> [DATA]:
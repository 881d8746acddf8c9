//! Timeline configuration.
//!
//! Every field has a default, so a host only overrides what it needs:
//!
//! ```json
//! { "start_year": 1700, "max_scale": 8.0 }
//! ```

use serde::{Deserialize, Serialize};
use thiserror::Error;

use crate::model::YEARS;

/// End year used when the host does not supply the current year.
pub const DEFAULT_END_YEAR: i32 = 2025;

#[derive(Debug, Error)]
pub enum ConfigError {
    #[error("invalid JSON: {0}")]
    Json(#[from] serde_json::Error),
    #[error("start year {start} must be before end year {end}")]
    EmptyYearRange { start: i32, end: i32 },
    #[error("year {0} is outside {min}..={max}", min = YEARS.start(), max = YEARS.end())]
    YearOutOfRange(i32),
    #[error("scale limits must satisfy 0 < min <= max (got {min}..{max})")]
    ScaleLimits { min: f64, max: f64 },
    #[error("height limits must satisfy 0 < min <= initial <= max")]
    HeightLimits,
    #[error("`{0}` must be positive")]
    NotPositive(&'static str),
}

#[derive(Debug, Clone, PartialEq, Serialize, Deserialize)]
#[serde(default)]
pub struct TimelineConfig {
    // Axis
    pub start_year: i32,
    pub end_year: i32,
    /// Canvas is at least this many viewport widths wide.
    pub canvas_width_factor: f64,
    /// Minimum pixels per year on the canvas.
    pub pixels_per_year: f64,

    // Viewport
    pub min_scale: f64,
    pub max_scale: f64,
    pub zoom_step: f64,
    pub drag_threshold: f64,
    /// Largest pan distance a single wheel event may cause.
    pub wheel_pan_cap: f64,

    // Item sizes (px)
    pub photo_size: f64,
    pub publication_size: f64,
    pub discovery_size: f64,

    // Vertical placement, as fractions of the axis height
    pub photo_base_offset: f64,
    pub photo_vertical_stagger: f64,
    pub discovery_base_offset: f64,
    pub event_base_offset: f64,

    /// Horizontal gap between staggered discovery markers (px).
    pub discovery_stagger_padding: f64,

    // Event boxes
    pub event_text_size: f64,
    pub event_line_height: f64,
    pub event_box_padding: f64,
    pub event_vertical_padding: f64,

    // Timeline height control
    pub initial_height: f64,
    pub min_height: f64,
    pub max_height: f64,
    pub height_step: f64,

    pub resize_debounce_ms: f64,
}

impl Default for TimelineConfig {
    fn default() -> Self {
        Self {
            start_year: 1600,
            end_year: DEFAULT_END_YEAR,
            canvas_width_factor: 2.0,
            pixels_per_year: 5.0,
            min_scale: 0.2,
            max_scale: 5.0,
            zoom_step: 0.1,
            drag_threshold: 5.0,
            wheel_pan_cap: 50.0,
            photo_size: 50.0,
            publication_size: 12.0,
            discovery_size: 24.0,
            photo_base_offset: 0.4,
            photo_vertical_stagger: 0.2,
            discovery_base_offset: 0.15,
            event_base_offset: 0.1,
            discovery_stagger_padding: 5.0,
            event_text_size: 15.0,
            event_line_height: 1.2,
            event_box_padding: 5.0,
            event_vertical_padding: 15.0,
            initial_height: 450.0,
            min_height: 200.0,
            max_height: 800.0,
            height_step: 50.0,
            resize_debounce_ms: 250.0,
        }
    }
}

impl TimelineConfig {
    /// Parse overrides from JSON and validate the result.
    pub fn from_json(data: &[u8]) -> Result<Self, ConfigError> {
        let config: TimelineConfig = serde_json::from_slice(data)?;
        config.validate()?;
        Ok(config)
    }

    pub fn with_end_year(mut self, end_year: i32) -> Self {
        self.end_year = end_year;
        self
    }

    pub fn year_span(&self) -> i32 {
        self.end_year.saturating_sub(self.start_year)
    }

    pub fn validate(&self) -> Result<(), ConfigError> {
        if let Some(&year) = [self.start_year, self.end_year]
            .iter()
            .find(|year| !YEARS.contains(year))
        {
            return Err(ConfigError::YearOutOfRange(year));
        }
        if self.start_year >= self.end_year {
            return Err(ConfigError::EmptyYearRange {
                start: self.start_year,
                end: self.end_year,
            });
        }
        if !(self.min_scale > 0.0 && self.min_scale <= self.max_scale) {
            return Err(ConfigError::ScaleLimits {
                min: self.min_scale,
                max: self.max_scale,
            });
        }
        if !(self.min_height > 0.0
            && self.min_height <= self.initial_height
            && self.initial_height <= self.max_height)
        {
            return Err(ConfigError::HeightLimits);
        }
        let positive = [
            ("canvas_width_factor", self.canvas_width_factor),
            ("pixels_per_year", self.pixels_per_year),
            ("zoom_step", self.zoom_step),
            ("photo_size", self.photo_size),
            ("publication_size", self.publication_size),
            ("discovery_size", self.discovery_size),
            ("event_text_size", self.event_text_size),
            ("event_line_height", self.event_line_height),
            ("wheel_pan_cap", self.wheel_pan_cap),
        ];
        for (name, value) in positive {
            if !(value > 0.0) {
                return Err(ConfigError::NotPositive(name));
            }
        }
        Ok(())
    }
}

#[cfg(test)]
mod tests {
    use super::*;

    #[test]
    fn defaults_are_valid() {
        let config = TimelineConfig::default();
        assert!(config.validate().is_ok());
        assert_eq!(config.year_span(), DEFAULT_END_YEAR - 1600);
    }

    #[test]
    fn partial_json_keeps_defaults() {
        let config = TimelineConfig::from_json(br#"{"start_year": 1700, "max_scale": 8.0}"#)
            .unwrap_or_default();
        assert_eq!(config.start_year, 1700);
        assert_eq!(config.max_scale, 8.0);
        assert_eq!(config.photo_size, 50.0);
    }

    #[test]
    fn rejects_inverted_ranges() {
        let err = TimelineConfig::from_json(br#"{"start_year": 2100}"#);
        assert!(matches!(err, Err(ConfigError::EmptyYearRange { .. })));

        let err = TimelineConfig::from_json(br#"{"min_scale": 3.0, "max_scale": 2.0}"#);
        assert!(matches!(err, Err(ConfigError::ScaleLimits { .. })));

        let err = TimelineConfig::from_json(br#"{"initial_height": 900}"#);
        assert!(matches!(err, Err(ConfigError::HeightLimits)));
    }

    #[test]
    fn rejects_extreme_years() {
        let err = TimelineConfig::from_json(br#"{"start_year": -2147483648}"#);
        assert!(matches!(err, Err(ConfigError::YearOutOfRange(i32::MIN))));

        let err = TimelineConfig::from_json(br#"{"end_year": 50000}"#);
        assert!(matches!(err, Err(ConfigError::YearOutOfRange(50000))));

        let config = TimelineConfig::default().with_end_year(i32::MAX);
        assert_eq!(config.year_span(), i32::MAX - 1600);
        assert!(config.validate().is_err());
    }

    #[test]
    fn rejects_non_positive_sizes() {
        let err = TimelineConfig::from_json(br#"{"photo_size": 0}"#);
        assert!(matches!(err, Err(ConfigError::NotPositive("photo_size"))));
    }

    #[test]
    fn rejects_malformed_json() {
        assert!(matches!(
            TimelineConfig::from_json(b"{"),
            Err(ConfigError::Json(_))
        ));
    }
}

---

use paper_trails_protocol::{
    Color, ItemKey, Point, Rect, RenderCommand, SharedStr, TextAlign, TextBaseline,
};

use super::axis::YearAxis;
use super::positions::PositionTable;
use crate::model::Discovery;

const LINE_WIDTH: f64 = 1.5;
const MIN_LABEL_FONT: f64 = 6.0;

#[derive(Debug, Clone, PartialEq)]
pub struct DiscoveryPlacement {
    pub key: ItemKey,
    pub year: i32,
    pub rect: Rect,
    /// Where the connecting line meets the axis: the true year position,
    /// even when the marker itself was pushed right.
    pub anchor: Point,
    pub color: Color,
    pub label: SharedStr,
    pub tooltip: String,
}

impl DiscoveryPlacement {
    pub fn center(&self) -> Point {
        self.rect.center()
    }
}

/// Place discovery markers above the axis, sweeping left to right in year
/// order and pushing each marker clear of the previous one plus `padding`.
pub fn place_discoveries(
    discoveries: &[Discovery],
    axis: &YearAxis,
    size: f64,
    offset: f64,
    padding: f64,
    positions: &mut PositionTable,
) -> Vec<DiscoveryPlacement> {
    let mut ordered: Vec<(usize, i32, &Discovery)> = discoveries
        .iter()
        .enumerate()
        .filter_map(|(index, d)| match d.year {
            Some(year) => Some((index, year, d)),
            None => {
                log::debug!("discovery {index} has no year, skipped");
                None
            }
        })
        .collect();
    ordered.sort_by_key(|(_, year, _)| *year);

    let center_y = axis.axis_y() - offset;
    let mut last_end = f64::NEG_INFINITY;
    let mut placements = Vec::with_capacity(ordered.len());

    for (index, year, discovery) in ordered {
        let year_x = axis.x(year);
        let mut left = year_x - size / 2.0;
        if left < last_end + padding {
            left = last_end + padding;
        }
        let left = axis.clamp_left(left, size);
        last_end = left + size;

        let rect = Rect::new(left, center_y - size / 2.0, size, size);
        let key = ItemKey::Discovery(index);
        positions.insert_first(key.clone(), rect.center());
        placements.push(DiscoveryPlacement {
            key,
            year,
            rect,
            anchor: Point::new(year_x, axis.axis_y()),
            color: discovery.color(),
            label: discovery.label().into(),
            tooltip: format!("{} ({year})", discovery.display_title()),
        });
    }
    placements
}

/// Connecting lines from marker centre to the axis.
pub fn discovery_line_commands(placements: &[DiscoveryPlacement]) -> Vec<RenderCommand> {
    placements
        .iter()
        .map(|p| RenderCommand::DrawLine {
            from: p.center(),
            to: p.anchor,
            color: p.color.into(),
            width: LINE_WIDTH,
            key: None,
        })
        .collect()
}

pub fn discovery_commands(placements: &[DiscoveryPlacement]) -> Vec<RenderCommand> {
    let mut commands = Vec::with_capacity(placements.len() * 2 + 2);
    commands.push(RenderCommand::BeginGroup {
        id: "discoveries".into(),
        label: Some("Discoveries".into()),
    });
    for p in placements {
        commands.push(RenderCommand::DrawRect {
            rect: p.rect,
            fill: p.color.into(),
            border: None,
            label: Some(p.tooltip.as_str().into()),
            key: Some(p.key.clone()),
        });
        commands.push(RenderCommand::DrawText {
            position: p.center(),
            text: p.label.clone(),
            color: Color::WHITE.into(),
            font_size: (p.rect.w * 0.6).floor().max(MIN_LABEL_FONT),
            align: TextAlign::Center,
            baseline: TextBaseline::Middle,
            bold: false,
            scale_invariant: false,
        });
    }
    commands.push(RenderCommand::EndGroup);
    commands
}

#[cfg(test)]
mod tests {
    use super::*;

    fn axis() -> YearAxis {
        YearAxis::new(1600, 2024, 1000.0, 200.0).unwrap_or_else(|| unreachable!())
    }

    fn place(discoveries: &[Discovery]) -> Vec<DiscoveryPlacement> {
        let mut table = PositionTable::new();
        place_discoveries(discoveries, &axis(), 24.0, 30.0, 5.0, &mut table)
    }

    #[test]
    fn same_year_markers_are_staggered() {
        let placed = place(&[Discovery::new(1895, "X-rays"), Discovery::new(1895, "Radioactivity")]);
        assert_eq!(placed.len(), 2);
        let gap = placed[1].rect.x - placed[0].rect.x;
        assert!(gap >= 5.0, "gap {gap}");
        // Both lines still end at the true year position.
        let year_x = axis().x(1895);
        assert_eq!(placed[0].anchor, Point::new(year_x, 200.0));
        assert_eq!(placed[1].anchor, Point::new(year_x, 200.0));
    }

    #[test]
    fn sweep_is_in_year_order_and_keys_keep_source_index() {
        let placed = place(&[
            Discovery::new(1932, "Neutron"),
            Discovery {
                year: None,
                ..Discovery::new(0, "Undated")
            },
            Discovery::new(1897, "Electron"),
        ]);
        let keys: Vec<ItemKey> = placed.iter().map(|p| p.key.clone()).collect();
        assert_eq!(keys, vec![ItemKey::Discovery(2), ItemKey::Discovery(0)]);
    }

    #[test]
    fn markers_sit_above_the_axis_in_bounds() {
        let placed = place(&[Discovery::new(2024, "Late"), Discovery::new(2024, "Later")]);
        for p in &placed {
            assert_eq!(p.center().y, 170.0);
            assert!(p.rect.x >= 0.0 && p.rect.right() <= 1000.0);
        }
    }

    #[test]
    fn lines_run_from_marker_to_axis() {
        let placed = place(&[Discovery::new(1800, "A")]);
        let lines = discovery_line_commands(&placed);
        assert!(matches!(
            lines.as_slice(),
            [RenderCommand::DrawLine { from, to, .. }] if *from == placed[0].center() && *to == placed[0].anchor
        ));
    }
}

> [WHAT YOU ARE ASKED TO DO]: Tell me how many lines in the records above include the word "const"; the number is all that is needed.

> [PROBLEM SOLUTION]: 3